──────── Data records

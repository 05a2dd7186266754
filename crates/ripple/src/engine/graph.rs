//! Rule dependency graph built on demand from the catalog.
//!
//! `RuleGraph` decouples catalog access from traversal. It starts with the
//! seed rules and pulls a rule's outgoing edges from the
//! [`DependencyRepository`] the first time the traversal asks for that rule's
//! neighbors, so only the part of the catalog reachable from the seeds is
//! ever indexed.
//!
//! # Edge Direction
//!
//! Edges point from **source to target** (source feeds target). A change to
//! the source may affect the target, so traversal follows outgoing edges.
//!
//! # Stale References
//!
//! Seeds and edge targets are resolved through the [`RuleRepository`] before
//! they become nodes. Anything that doesn't resolve is skipped with a
//! warning, which keeps every node in the graph backed by a real rule.

use crate::catalog::{DependencyRepository, RuleRepository};
use crate::domain::{BusinessRule, DependencyType, GraphEdge, RuleId};
use petgraph::graph::{DiGraph, NodeIndex};
use petgraph::visit::EdgeRef;
use std::collections::{HashMap, HashSet};

/// Lazily expanded, cycle tolerant rule graph.
pub struct RuleGraph<'a> {
    /// Rule lookup used to resolve nodes
    rules: &'a dyn RuleRepository,

    /// Edge lookup used to expand nodes
    dependencies: &'a dyn DependencyRepository,

    /// Nodes contain `RuleId` values, edges contain `DependencyType`.
    /// Parallel edges with different types are allowed.
    graph: DiGraph<RuleId, DependencyType>,

    /// Mapping from `RuleId` to graph `NodeIndex`
    node_map: HashMap<RuleId, NodeIndex>,

    /// Resolved rule records, one per node
    resolved: HashMap<RuleId, BusinessRule>,

    /// Nodes whose outgoing edges have been fetched
    expanded: HashSet<NodeIndex>,

    /// Ids that failed to resolve, so each is looked up and logged once
    unresolved: HashSet<RuleId>,
}

impl std::fmt::Debug for RuleGraph<'_> {
    fn fmt(&self, f: &mut std::fmt::Formatter<'_>) -> std::fmt::Result {
        f.debug_struct("RuleGraph")
            .field("nodes", &self.graph.node_count())
            .field("edges", &self.graph.edge_count())
            .field("expanded", &self.expanded.len())
            .finish_non_exhaustive()
    }
}

impl<'a> RuleGraph<'a> {
    /// Create an empty graph over the given accessors
    pub fn new(rules: &'a dyn RuleRepository, dependencies: &'a dyn DependencyRepository) -> Self {
        Self {
            rules,
            dependencies,
            graph: DiGraph::new(),
            node_map: HashMap::new(),
            resolved: HashMap::new(),
            expanded: HashSet::new(),
            unresolved: HashSet::new(),
        }
    }

    /// Add seed rules to the graph.
    ///
    /// Returns the seeds that resolved, deduplicated, in their original
    /// order. Unknown ids are dropped.
    pub fn seed<I>(&mut self, ids: I) -> Vec<RuleId>
    where
        I: IntoIterator<Item = RuleId>,
    {
        let mut seeds = Vec::new();
        let mut seen = HashSet::new();
        for id in ids {
            if !seen.insert(id.clone()) {
                continue;
            }
            if self.ensure_node(&id).is_some() {
                seeds.push(id);
            } else {
                tracing::debug!(rule_id = %id, "Seed rule does not resolve, skipping");
            }
        }
        seeds
    }

    /// Distinct targets of `id`'s outgoing edges, in catalog order.
    ///
    /// Fetches the edges on first call. Targets that don't resolve are
    /// skipped. A self-loop yields `id` itself; the traversal's visited
    /// set takes care of it.
    pub fn neighbors(&mut self, id: &RuleId) -> Vec<RuleId> {
        let Some(node) = self.expand(id) else {
            return Vec::new();
        };

        let mut targets = Vec::new();
        for edge in self.sorted_edges(node) {
            let target = &self.graph[edge.1];
            if !targets.contains(target) {
                targets.push(target.clone());
            }
        }
        targets
    }

    /// Look up a resolved rule
    pub fn resolve(&self, id: &RuleId) -> Option<&BusinessRule> {
        self.resolved.get(id)
    }

    /// Every edge whose endpoints are both in `ids`.
    ///
    /// Members the traversal never expanded (those at the depth cap) have
    /// their edges read straight from the repository and filtered to
    /// `ids`, so targets outside the result are never resolved.
    /// Edges are returned grouped by source in the order of `ids`.
    pub fn edges_among(&self, ids: &[RuleId]) -> Vec<GraphEdge> {
        let members: HashSet<&RuleId> = ids.iter().collect();
        let mut seen = HashSet::new();
        let mut edges = Vec::new();

        for id in ids {
            let Some(&node) = self.node_map.get(id) else {
                continue;
            };
            let outgoing: Vec<(RuleId, DependencyType)> = if self.expanded.contains(&node) {
                self.sorted_edges(node)
                    .into_iter()
                    .map(|(_, target, dependency_type)| (self.graph[target].clone(), dependency_type))
                    .collect()
            } else {
                self.dependencies
                    .outgoing_edges(id)
                    .into_iter()
                    .filter(|edge| edge.source_rule_id == *id)
                    .map(|edge| (edge.target_rule_id, edge.dependency_type))
                    .collect()
            };

            for (target, dependency_type) in outgoing {
                if !members.contains(&target) {
                    continue;
                }
                let edge = GraphEdge {
                    source_rule_id: id.clone(),
                    target_rule_id: target,
                    dependency_type,
                };
                if seen.insert(edge.clone()) {
                    edges.push(edge);
                }
            }
        }
        edges
    }

    /// Number of nodes indexed so far
    pub fn node_count(&self) -> usize {
        self.graph.node_count()
    }

    /// Number of edges indexed so far
    pub fn edge_count(&self) -> usize {
        self.graph.edge_count()
    }

    /// Resolve `id` and add it as a node if it isn't one already.
    fn ensure_node(&mut self, id: &RuleId) -> Option<NodeIndex> {
        if let Some(&node) = self.node_map.get(id) {
            return Some(node);
        }
        if self.unresolved.contains(id) {
            return None;
        }

        match self.rules.get_rule(id) {
            Some(rule) => {
                let node = self.graph.add_node(id.clone());
                self.node_map.insert(id.clone(), node);
                self.resolved.insert(id.clone(), rule);
                Some(node)
            }
            None => {
                self.unresolved.insert(id.clone());
                None
            }
        }
    }

    /// Fetch and index `id`'s outgoing edges once.
    fn expand(&mut self, id: &RuleId) -> Option<NodeIndex> {
        let node = *self.node_map.get(id)?;
        if !self.expanded.insert(node) {
            return Some(node);
        }

        for edge in self.dependencies.outgoing_edges(id) {
            if edge.source_rule_id != *id {
                tracing::warn!(
                    rule_id = %id,
                    source = %edge.source_rule_id,
                    "Repository returned an edge with a different source, skipping"
                );
                continue;
            }
            match self.ensure_node(&edge.target_rule_id) {
                Some(target) => {
                    self.graph.add_edge(node, target, edge.dependency_type);
                }
                None => {
                    tracing::warn!(
                        source = %id,
                        target = %edge.target_rule_id,
                        "Dependency points at an unknown rule, skipping edge"
                    );
                }
            }
        }
        Some(node)
    }

    /// Outgoing edges of `node` in insertion order.
    ///
    /// petgraph walks a node's adjacency list newest first; sorting by
    /// edge index restores catalog order and keeps traversal deterministic.
    fn sorted_edges(&self, node: NodeIndex) -> Vec<(NodeIndex, NodeIndex, DependencyType)> {
        let mut edges: Vec<_> = self.graph.edges(node).collect();
        edges.sort_by_key(|e| e.id());
        edges
            .into_iter()
            .map(|e| (e.source(), e.target(), *e.weight()))
            .collect()
    }
}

────────────────

Work order |
Would you transcribe all of the data, keeping each line exact?

Output of the task |
repository 05a2dd7186266754
filename crates/ripple/src/engine/graph.rs
//! Rule dependency graph built on demand from the catalog.
//!
//! `RuleGraph` decouples catalog access from traversal. It starts with the
//! seed rules and pulls a rule's outgoing edges from the
//! [`DependencyRepository`] the first time the traversal asks for that rule's
//! neighbors, so only the part of the catalog reachable from the seeds is
//! ever indexed.
//!
//! # Edge Direction
//!
//! Edges point from **source to target** (source feeds target). A change to
//! the source may affect the target, so traversal follows outgoing edges.
//!
//! # Stale References
//!
//! Seeds and edge targets are resolved through the [`RuleRepository`] before
//! they become nodes. Anything that doesn't resolve is skipped with a
//! warning, which keeps every node in the graph backed by a real rule.

use crate::catalog::{DependencyRepository, RuleRepository};
use crate::domain::{BusinessRule, DependencyType, GraphEdge, RuleId};
use petgraph::graph::{DiGraph, NodeIndex};
use petgraph::visit::EdgeRef;
use std::collections::{HashMap, HashSet};

/// Lazily expanded, cycle tolerant rule graph.
pub struct RuleGraph<'a> {
    /// Rule lookup used to resolve nodes
    rules: &'a dyn RuleRepository,

    /// Edge lookup used to expand nodes
    dependencies: &'a dyn DependencyRepository,

    /// Nodes contain `RuleId` values, edges contain `DependencyType`.
    /// Parallel edges with different types are allowed.
    graph: DiGraph<RuleId, DependencyType>,

    /// Mapping from `RuleId` to graph `NodeIndex`
    node_map: HashMap<RuleId, NodeIndex>,

    /// Resolved rule records, one per node
    resolved: HashMap<RuleId, BusinessRule>,

    /// Nodes whose outgoing edges have been fetched
    expanded: HashSet<NodeIndex>,

    /// Ids that failed to resolve, so each is looked up and logged once
    unresolved: HashSet<RuleId>,
}

impl std::fmt::Debug for RuleGraph<'_> {
    fn fmt(&self, f: &mut std::fmt::Formatter<'_>) -> std::fmt::Result {
        f.debug_struct("RuleGraph")
            .field("nodes", &self.graph.node_count())
            .field("edges", &self.graph.edge_count())
            .field("expanded", &self.expanded.len())
            .finish_non_exhaustive()
    }
}

impl<'a> RuleGraph<'a> {
    /// Create an empty graph over the given accessors
    pub fn new(rules: &'a dyn RuleRepository, dependencies: &'a dyn DependencyRepository) -> Self {
        Self {
            rules,
            dependencies,
            graph: DiGraph::new(),
            node_map: HashMap::new(),
            resolved: HashMap::new(),
            expanded: HashSet::new(),
            unresolved: HashSet::new(),
        }
    }

    /// Add seed rules to the graph.
    ///
    /// Returns the seeds that resolved, deduplicated, in their original
    /// order. Unknown ids are dropped.
    pub fn seed<I>(&mut self, ids: I) -> Vec<RuleId>
    where
        I: IntoIterator<Item = RuleId>,
    {
        let mut seeds = Vec::new();
        let mut seen = HashSet::new();
        for id in ids {
            if !seen.insert(id.clone()) {
                continue;
            }
            if self.ensure_node(&id).is_some() {
                seeds.push(id);
            } else {
                tracing::debug!(rule_id = %id, "Seed rule does not resolve, skipping");
            }
        }
        seeds
    }

    /// Distinct targets of `id`'s outgoing edges, in catalog order.
    ///
    /// Fetches the edges on first call. Targets that don't resolve are
    /// skipped. A self-loop yields `id` itself; the traversal's visited
    /// set takes care of it.
    pub fn neighbors(&mut self, id: &RuleId) -> Vec<RuleId> {
        let Some(node) = self.expand(id) else {
            return Vec::new();
        };

        let mut targets = Vec::new();
        for edge in self.sorted_edges(node) {
            let target = &self.graph[edge.1];
            if !targets.contains(target) {
                targets.push(target.clone());
            }
        }
        targets
    }

    /// Look up a resolved rule
    pub fn resolve(&self, id: &RuleId) -> Option<&BusinessRule> {
        self.resolved.get(id)
    }

    /// Every edge whose endpoints are both in `ids`.
    ///
    /// Members the traversal never expanded (those at the depth cap) have
    /// their edges read straight from the repository and filtered to
    /// `ids`, so targets outside the result are never resolved.
    /// Edges are returned grouped by source in the order of `ids`.
    pub fn edges_among(&self, ids: &[RuleId]) -> Vec<GraphEdge> {
        let members: HashSet<&RuleId> = ids.iter().collect();
        let mut seen = HashSet::new();
        let mut edges = Vec::new();

        for id in ids {
            let Some(&node) = self.node_map.get(id) else {
                continue;
            };
            let outgoing: Vec<(RuleId, DependencyType)> = if self.expanded.contains(&node) {
                self.sorted_edges(node)
                    .into_iter()
                    .map(|(_, target, dependency_type)| (self.graph[target].clone(), dependency_type))
                    .collect()
            } else {
                self.dependencies
                    .outgoing_edges(id)
                    .into_iter()
                    .filter(|edge| edge.source_rule_id == *id)
                    .map(|edge| (edge.target_rule_id, edge.dependency_type))
                    .collect()
            };

            for (target, dependency_type) in outgoing {
                if !members.contains(&target) {
                    continue;
                }
                let edge = GraphEdge {
                    source_rule_id: id.clone(),
                    target_rule_id: target,
                    dependency_type,
                };
                if seen.insert(edge.clone()) {
                    edges.push(edge);
                }
            }
        }
        edges
    }

    /// Number of nodes indexed so far
    pub fn node_count(&self) -> usize {
        self.graph.node_count()
    }

    /// Number of edges indexed so far
    pub fn edge_count(&self) -> usize {
        self.graph.edge_count()
    }

    /// Resolve `id` and add it as a node if it isn't one already.
    fn ensure_node(&mut self, id: &RuleId) -> Option<NodeIndex> {
        if let Some(&node) = self.node_map.get(id) {
            return Some(node);
        }
        if self.unresolved.contains(id) {
            return None;
        }

        match self.rules.get_rule(id) {
            Some(rule) => {
                let node = self.graph.add_node(id.clone());
                self.node_map.insert(id.clone(), node);
                self.resolved.insert(id.clone(), rule);
                Some(node)
            }
            None => {
                self.unresolved.insert(id.clone());
                None
            }
        }
    }

    /// Fetch and index `id`'s outgoing edges once.
    fn expand(&mut self, id: &RuleId) -> Option<NodeIndex> {
        let node = *self.node_map.get(id)?;
        if !self.expanded.insert(node) {
            return Some(node);
        }

        for edge in self.dependencies.outgoing_edges(id) {
            if edge.source_rule_id != *id {
                tracing::warn!(
                    rule_id = %id,
                    source = %edge.source_rule_id,
                    "Repository returned an edge with a different source, skipping"
                );
                continue;
            }
            match self.ensure_node(&edge.target_rule_id) {
                Some(target) => {
                    self.graph.add_edge(node, target, edge.dependency_type);
                }
                None => {
                    tracing::warn!(
                        source = %id,
                        target = %edge.target_rule_id,
                        "Dependency points at an unknown rule, skipping edge"
                    );
                }
            }
        }
        Some(node)
    }

    /// Outgoing edges of `node` in insertion order.
    ///
    /// petgraph walks a node's adjacency list newest first; sorting by
    /// edge index restores catalog order and keeps traversal deterministic.
    fn sorted_edges(&self, node: NodeIndex) -> Vec<(NodeIndex, NodeIndex, DependencyType)> {
        let mut edges: Vec<_> = self.graph.edges(node).collect();
        edges.sort_by_key(|e| e.id());
        edges
            .into_iter()
            .map(|e| (e.source(), e.target(), *e.weight()))
            .collect()
    }
}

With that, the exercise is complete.